Dataset entries:
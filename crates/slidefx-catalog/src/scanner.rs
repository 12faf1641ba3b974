//! Top-level declaration scanner for GLSL ES 1.00 source
//!
//! Only what the binding contract needs is extracted: `attribute`,
//! `uniform` and `varying` declarations at global scope. Syntax errors
//! are not detected here; compiling the program is the host's job.

use std::fmt;

/// Storage qualifier of a global declaration
#[derive(Debug, Clone, Copy, PartialEq, Eq, Hash)]
pub enum Storage {
    Attribute,
    Uniform,
    Varying,
}

impl Storage {
    fn from_keyword(word: &str) -> Option<Self> {
        match word {
            "attribute" => Some(Self::Attribute),
            "uniform" => Some(Self::Uniform),
            "varying" => Some(Self::Varying),
            _ => None,
        }
    }
}

impl fmt::Display for Storage {
    fn fmt(&self, f: &mut fmt::Formatter<'_>) -> fmt::Result {
        match self {
            Storage::Attribute => write!(f, "attribute"),
            Storage::Uniform => write!(f, "uniform"),
            Storage::Varying => write!(f, "varying"),
        }
    }
}

/// One declared global name
#[derive(Debug, Clone, PartialEq, Eq)]
pub struct Declaration {
    pub storage: Storage,
    /// GLSL type, e.g. `vec2` or `sampler2D`
    pub ty: String,
    pub name: String,
}

const PRECISION_QUALIFIERS: &[&str] = &["lowp", "mediump", "highp"];

/// Scan a program for its global `attribute`/`uniform`/`varying` declarations
///
/// Comments and preprocessor lines are ignored. Multiple names in one
/// statement (`uniform float A, B;`) yield one declaration each, array
/// suffixes are dropped from the name.
pub fn scan(source: &str) -> Vec<Declaration> {
    let code = strip_comments(source);
    let mut declarations = Vec::new();

    for statement in global_statements(&code) {
        let statement = strip_array_sizes(&statement);
        let tokens: Vec<&str> = statement
            .split(|c: char| c.is_whitespace() || c == ',')
            .filter(|t| !t.is_empty())
            .collect();

        let Some((first, rest)) = tokens.split_first() else {
            continue;
        };
        let Some(storage) = Storage::from_keyword(first) else {
            continue;
        };

        let mut rest = rest.iter().copied().skip_while(|t| PRECISION_QUALIFIERS.contains(t));
        let Some(ty) = rest.next() else {
            continue;
        };

        for name in rest {
            declarations.push(Declaration {
                storage,
                ty: ty.to_string(),
                name: name.to_string(),
            });
        }
    }

    declarations
}

/// Remove `//` and `/* */` comments and preprocessor lines
fn strip_comments(source: &str) -> String {
    let mut out = String::with_capacity(source.len());
    let mut chars = source.chars().peekable();
    let mut at_line_start = true;

    while let Some(c) = chars.next() {
        match c {
            '/' if chars.peek() == Some(&'/') => {
                for next in chars.by_ref() {
                    if next == '\n' {
                        out.push('\n');
                        at_line_start = true;
                        break;
                    }
                }
            }
            '/' if chars.peek() == Some(&'*') => {
                chars.next();
                let mut prev = '\0';
                for next in chars.by_ref() {
                    if prev == '*' && next == '/' {
                        break;
                    }
                    if next == '\n' {
                        out.push('\n');
                    }
                    prev = next;
                }
                out.push(' ');
            }
            '#' if at_line_start => {
                for next in chars.by_ref() {
                    if next == '\n' {
                        out.push('\n');
                        break;
                    }
                }
            }
            '\n' => {
                out.push('\n');
                at_line_start = true;
            }
            c if c.is_whitespace() => out.push(c),
            c => {
                out.push(c);
                at_line_start = false;
            }
        }
    }

    out
}

/// Drop `[...]` array sizes, whatever spacing sits inside or before them
fn strip_array_sizes(statement: &str) -> String {
    let mut out = String::with_capacity(statement.len());
    let mut depth = 0usize;
    for c in statement.chars() {
        match c {
            '[' => depth += 1,
            ']' => depth = depth.saturating_sub(1),
            _ if depth == 0 => out.push(c),
            _ => {}
        }
    }
    out
}

/// Split code into statements that sit at brace depth zero
///
/// Function bodies are skipped entirely, so locals never look like
/// globals.
fn global_statements(code: &str) -> Vec<String> {
    let mut statements = Vec::new();
    let mut current = String::new();
    let mut depth = 0usize;

    for c in code.chars() {
        match c {
            '{' => {
                depth += 1;
                current.clear();
            }
            '}' => {
                depth = depth.saturating_sub(1);
                current.clear();
            }
            ';' if depth == 0 => {
                statements.push(std::mem::take(&mut current));
            }
            _ if depth == 0 => current.push(c),
            _ => {}
        }
    }

    statements
}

> _What to work on_: From the first line to the last, return the data exactly as written.

> _Task result_:
filename crates/slidefx-catalog/src/scanner.rs
repository 12faf1641ba3b974
//! Top-level declaration scanner for GLSL ES 1.00 source
//!
//! Only what the binding contract needs is extracted: `attribute`,
//! `uniform` and `varying` declarations at global scope. Syntax errors
//! are not detected here; compiling the program is the host's job.

use std::fmt;

/// Storage qualifier of a global declaration
#[derive(Debug, Clone, Copy, PartialEq, Eq, Hash)]
pub enum Storage {
    Attribute,
    Uniform,
    Varying,
}

impl Storage {
    fn from_keyword(word: &str) -> Option<Self> {
        match word {
            "attribute" => Some(Self::Attribute),
            "uniform" => Some(Self::Uniform),
            "varying" => Some(Self::Varying),
            _ => None,
        }
    }
}

impl fmt::Display for Storage {
    fn fmt(&self, f: &mut fmt::Formatter<'_>) -> fmt::Result {
        match self {
            Storage::Attribute => write!(f, "attribute"),
            Storage::Uniform => write!(f, "uniform"),
            Storage::Varying => write!(f, "varying"),
        }
    }
}

/// One declared global name
#[derive(Debug, Clone, PartialEq, Eq)]
pub struct Declaration {
    pub storage: Storage,
    /// GLSL type, e.g. `vec2` or `sampler2D`
    pub ty: String,
    pub name: String,
}

const PRECISION_QUALIFIERS: &[&str] = &["lowp", "mediump", "highp"];

/// Scan a program for its global `attribute`/`uniform`/`varying` declarations
///
/// Comments and preprocessor lines are ignored. Multiple names in one
/// statement (`uniform float A, B;`) yield one declaration each, array
/// suffixes are dropped from the name.
pub fn scan(source: &str) -> Vec<Declaration> {
    let code = strip_comments(source);
    let mut declarations = Vec::new();

    for statement in global_statements(&code) {
        let statement = strip_array_sizes(&statement);
        let tokens: Vec<&str> = statement
            .split(|c: char| c.is_whitespace() || c == ',')
            .filter(|t| !t.is_empty())
            .collect();

        let Some((first, rest)) = tokens.split_first() else {
            continue;
        };
        let Some(storage) = Storage::from_keyword(first) else {
            continue;
        };

        let mut rest = rest.iter().copied().skip_while(|t| PRECISION_QUALIFIERS.contains(t));
        let Some(ty) = rest.next() else {
            continue;
        };

        for name in rest {
            declarations.push(Declaration {
                storage,
                ty: ty.to_string(),
                name: name.to_string(),
            });
        }
    }

    declarations
}

/// Remove `//` and `/* */` comments and preprocessor lines
fn strip_comments(source: &str) -> String {
    let mut out = String::with_capacity(source.len());
    let mut chars = source.chars().peekable();
    let mut at_line_start = true;

    while let Some(c) = chars.next() {
        match c {
            '/' if chars.peek() == Some(&'/') => {
                for next in chars.by_ref() {
                    if next == '\n' {
                        out.push('\n');
                        at_line_start = true;
                        break;
                    }
                }
            }
            '/' if chars.peek() == Some(&'*') => {
                chars.next();
                let mut prev = '\0';
                for next in chars.by_ref() {
                    if prev == '*' && next == '/' {
                        break;
                    }
                    if next == '\n' {
                        out.push('\n');
                    }
                    prev = next;
                }
                out.push(' ');
            }
            '#' if at_line_start => {
                for next in chars.by_ref() {
                    if next == '\n' {
                        out.push('\n');
                        break;
                    }
                }
            }
            '\n' => {
                out.push('\n');
                at_line_start = true;
            }
            c if c.is_whitespace() => out.push(c),
            c => {
                out.push(c);
                at_line_start = false;
            }
        }
    }

    out
}

/// Drop `[...]` array sizes, whatever spacing sits inside or before them
fn strip_array_sizes(statement: &str) -> String {
    let mut out = String::with_capacity(statement.len());
    let mut depth = 0usize;
    for c in statement.chars() {
        match c {
            '[' => depth += 1,
            ']' => depth = depth.saturating_sub(1),
            _ if depth == 0 => out.push(c),
            _ => {}
        }
    }
    out
}

/// Split code into statements that sit at brace depth zero
///
/// Function bodies are skipped entirely, so locals never look like
/// globals.
fn global_statements(code: &str) -> Vec<String> {
    let mut statements = Vec::new();
    let mut current = String::new();
    let mut depth = 0usize;

    for c in code.chars() {
        match c {
            '{' => {
                depth += 1;
                current.clear();
            }
            '}' => {
                depth = depth.saturating_sub(1);
                current.clear();
            }
            ';' if depth == 0 => {
                statements.push(std::mem::take(&mut current));
            }
            _ if depth == 0 => current.push(c),
            _ => {}
        }
    }

    statements
}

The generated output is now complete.